Допустим, существует бесчисленное множество вещей, о которых
я не имею никаких представлений. Но сказать обо мне, что я
в собственном смысле лишен их, нельзя. Скорее следует сказать
в отрицательном смысле, что мне не довелось иметь их. Я же
не могу доказать, что Бог должен был дать мне большую познавательную
способность, чем он дал на самом деле. Если я и знаю, какой
бесконечно искусный Мастер создал мир, то не могу считать
при этом, что Он должен был каждое из своих созданий наделить
всеми теми совершенствами, которые мог вложить в отдельные
из них, И странно было бы, если бы я стал жаловаться на то,
что получил от Бога недостаточно мощную и совершенную волю
или свободу принимать решения, так как по опыту знаю, что
в действительности она не имеет никаких границ. Причем (и
это кажется мне особенно значительным) только одна воля столь
совершенна и столь велика, что я не могу (как по отношению
к другим вещам) представить ее себе еще более совершенной
и более огромной, чем сейчас. Когда я, например, рассматриваю
способность мыслительную и познавательную, я тотчас вижу,
что она во мне предельно невелика, весьма ограничена. Но я
тут же создаю идею другой, намного большей, да что там - наивеличайшей,
бесконечной мыслительной способности, и уже по одному тому,
что я могу образовать в себе такую идею, отношу это к Божественной
природе. В том же самом духе способность воспроизведения памяти
или способностъ воображения, или любая другая способность
оказывается при ближайшем рассмотрении слабой и ограниченной
у меня и бесконечной у Бога. Одна только воля, то есть свобода
выбора, ощущаемая мной, такова, что я не могу представить
себе большую, а следовательно, главным образом по этой способности
я и узнаю в себе подобие Божие. Если воля Бога не выглядит
несравнимо большей, чем моя, особенно учитывая знания и власть,
которые присущи Ему и которые делают Его более незыблемым
и действенным, а также Его состояние и расположение, имеющие
намного большую протяженность, то все же взятая сама по себе
формально и точно, она не может быть обширнее моей. Ведь она
состоит только в том, что мы вольны делать или не делать одно
и то же (иначе говоря, утверждать или отрицать, преследовать
или избегать), или скорее даже в том, что никакая внешняя
сила, согласно нашим ощущениям, не толкает нас к предлагаемым
разумом вещам, то есть именно к тому, чтобы утверждать, отрицать,
преследовать и избегать. Чтобы быть свободным, мне совсем
не нужно выбирать сразу обе возможности.
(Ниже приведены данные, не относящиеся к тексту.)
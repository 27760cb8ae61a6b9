// SPDX-License-Identifier: BSD-3-Clause
// Copyright 2025. Triad National Security, LLC.

// Registry behavior with authentication disabled. The insecure flag is
// process-wide and sticky, so every test here runs under it.

use gg_ipc::auth::{
    get_handle_by_svcuid, lookup_by_name, register_client, set_insecure_mode, verify_svcuid,
};

#[test]
fn client_supplied_names_become_svcuids() {
    set_insecure_mode();

    let (handle, svcuid) = register_client(1234, Some(b"comp.debug")).unwrap();
    assert_eq!(svcuid, "comp.debug");

    let (again, svcuid2) = register_client(5678, Some(b"comp.debug")).unwrap();
    assert_eq!(handle, again);
    assert_eq!(svcuid2, "comp.debug");

    assert_eq!(lookup_by_name(b"comp.debug"), Some(handle));
}

#[test]
fn missing_hint_falls_back_to_pid() {
    set_insecure_mode();

    let (_, svcuid) = register_client(4242, None).unwrap();
    assert_eq!(svcuid, "pid-4242");
}

#[test]
fn presented_names_register_on_first_sight() {
    set_insecure_mode();

    assert!(verify_svcuid(b"comp.first-sight"));
    let handle = lookup_by_name(b"comp.first-sight").expect("name was not stored");
    assert_eq!(get_handle_by_svcuid(b"comp.first-sight").unwrap(), handle);
}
Наоборот, чем больше
я склоняюсь к одной из них, - потому ли, что сам ясно вижу
в ней нечто верное и благое, или потому, что Бог в сокровеннейшей
глубине моего сознания так располагает меня, - тем более свободно
я выбираю эту возможность. Ибо ни Божественная милость, ни
естественное разумение не умаляют свободы, но скорее увеличивают
и укрепляют ее. Безразличие же, которое я испытываю, когда
никакой довод не делает для меня один из путей предпочтительнее
другого, есть низшая степень свободы. Оно не является свидетельством
полной свободы, но говорит только о недостатке познания или
о некоем отрицании. Если бы я всегда умел сразу разглядеть
истину и благо, то мне никогда не пришлось бы обдумывать никаких
вариантов, взвешивать то, что нужно рассудить или выбрать,
и таким образом я мог бы быть абсолютно свободным, но ни в
коем случае не безразличным.
Из вышесказанного я заключаю, что сила свободы воли,
которой наделил меня Бог, рассматриваемая сама по себе, не
может быть причиной моих ошибок. Она ведь является самой всеобъемлющей
и совершенной по своему происхождению. То же самое относится
и к силе познания. Способностью к познанию я обязан Богу,
и, значит, все, что бы я ни познавал, я познаю верно, и здесь
нет повода ошибиться. От чего же тогда происходят мои ошибки?
А только от того, что моя воля, будучи обширнее и сильней
моего интеллекта, стремится выйти за его границы, и я, будучи
не в силах удержать ее, распространяю волю на те вещи, которые
интеллектом охватить не могу. Интеллект же, будучи безразличным
к этим вещам, легко уклоняется от истинного и благого. Так
я ошибаюсь и так погрешаю!
Когда, к примеру, я исследовал в эти дни, существует
ли на свете что бы то ни было, и отмечал, что из одного того,
что я исследую это, с очевидностью проистекает мое собственное
существование, я не мог не считать, что столь ясно постигаемое
мною является истинным. Никакая внешняя сила не вынуждала
меня к этому. Склонность моей воли к такому решению была вызвана
ярчайшим светом, вспыхнувшим в моем сознании, в моем интеллекте.
И тем спонтаннее и свободнее я поверил в это, чем менее был
безразличен к самому предмету. Теперь же, помимо сознания
того, что я существую в качестве вещи мыслящей, в моем мозгу
начинает вращаться идея натуры телесной. Это приводит к сомнению
в том, отличается ли натура мыслящая или, лучше сказать, отличаюсь
ли я сам от этой телесной натуры или обе они - одно и то же.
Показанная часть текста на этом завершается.